== Source records
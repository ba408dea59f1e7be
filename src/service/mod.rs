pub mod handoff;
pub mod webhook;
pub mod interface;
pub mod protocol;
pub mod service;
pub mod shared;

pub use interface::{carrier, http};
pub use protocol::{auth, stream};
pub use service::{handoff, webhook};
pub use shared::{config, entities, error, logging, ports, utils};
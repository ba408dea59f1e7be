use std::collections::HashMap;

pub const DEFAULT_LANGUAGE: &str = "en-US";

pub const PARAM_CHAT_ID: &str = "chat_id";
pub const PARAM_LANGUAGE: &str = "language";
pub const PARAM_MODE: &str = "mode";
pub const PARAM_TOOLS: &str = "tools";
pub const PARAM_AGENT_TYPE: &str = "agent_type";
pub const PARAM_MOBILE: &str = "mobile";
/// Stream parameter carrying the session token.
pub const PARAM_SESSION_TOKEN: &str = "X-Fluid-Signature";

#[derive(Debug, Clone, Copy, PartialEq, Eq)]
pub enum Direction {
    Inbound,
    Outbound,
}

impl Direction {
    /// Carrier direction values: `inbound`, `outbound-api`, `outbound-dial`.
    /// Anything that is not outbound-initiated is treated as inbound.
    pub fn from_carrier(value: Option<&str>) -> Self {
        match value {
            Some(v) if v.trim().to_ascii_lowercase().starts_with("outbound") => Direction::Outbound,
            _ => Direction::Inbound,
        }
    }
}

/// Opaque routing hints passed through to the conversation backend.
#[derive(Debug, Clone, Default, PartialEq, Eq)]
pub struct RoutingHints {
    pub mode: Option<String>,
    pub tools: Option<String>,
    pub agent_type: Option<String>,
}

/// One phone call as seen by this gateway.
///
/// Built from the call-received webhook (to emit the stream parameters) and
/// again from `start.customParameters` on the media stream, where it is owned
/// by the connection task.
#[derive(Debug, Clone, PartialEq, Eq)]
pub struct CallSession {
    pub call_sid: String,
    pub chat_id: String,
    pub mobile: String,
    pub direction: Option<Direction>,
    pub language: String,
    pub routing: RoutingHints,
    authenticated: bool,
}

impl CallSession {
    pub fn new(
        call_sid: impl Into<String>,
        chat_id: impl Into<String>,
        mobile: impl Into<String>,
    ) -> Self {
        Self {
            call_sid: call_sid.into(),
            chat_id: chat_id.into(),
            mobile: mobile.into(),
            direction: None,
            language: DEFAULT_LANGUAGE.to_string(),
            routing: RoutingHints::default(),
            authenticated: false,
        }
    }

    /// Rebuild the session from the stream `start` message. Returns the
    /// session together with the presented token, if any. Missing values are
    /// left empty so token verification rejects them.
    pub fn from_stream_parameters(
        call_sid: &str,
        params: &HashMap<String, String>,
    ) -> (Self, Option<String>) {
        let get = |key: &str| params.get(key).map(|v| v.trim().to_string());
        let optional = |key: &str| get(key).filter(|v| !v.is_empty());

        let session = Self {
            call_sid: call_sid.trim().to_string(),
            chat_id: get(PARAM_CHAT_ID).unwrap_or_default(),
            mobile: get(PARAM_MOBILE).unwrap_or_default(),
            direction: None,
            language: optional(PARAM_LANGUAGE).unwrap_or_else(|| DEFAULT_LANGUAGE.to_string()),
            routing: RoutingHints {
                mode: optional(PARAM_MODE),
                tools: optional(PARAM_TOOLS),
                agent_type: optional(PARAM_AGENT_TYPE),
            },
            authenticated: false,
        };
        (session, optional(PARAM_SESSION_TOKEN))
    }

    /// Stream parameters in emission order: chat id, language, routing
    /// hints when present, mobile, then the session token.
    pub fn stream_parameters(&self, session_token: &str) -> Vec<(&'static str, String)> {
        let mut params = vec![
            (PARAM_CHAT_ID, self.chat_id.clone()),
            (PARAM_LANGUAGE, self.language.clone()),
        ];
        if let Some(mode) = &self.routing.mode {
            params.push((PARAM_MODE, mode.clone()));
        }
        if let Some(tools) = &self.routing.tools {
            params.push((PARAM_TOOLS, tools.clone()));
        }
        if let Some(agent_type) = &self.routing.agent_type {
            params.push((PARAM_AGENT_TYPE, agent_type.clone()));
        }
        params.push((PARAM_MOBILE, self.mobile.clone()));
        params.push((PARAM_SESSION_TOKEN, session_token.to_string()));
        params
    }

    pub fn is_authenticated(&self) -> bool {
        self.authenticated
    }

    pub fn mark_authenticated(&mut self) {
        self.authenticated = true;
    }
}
====
== Source records
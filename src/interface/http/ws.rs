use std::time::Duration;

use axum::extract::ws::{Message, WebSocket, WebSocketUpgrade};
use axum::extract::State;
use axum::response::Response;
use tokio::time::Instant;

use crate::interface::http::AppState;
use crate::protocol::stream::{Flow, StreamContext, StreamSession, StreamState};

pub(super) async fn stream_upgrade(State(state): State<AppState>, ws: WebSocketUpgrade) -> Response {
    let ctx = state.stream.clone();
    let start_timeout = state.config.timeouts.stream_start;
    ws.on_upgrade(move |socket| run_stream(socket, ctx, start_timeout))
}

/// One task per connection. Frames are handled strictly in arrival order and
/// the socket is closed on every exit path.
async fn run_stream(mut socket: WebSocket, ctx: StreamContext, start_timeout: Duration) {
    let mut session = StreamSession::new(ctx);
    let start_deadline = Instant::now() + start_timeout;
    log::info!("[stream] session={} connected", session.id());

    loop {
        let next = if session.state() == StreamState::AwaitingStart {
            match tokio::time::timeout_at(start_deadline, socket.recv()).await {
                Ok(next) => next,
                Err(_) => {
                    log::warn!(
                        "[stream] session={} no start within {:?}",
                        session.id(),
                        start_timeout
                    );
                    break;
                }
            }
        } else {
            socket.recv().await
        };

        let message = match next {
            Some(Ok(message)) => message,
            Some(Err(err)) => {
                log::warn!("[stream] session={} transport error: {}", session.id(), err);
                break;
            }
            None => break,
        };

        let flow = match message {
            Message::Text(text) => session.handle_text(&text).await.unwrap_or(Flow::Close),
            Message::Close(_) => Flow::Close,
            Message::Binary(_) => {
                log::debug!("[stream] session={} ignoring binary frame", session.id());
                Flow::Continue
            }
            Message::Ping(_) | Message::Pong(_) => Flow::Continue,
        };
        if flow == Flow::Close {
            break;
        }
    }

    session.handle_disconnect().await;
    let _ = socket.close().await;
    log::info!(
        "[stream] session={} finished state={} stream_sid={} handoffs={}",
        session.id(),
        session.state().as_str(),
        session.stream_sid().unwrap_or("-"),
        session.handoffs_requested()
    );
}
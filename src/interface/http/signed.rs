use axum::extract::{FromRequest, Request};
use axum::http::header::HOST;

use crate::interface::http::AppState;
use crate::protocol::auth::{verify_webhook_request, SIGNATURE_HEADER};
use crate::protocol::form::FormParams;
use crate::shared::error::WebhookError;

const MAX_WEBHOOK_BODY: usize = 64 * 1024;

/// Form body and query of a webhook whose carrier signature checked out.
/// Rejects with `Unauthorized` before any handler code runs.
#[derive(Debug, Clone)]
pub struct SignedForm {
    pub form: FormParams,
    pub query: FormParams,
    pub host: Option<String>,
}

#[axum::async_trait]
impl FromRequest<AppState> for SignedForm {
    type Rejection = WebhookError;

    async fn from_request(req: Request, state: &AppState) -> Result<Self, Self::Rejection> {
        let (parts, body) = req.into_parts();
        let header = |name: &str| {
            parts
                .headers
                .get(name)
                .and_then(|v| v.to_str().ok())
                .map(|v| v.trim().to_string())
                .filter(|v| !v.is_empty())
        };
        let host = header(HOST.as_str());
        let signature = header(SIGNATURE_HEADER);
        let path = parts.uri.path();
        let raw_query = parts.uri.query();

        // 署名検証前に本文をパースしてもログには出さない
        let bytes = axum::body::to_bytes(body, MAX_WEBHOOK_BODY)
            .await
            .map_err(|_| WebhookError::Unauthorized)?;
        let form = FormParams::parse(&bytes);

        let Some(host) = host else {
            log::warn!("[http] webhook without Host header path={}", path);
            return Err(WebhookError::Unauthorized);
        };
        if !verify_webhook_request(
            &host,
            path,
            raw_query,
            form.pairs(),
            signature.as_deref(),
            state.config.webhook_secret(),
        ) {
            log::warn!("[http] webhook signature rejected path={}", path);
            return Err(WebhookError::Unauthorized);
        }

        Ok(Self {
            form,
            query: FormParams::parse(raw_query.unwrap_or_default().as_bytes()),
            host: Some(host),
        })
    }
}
====
Work instructions:
Within this data, count the lines that include the string "WebSocketUpgrade" and write the number with nothing else.

Written response:
2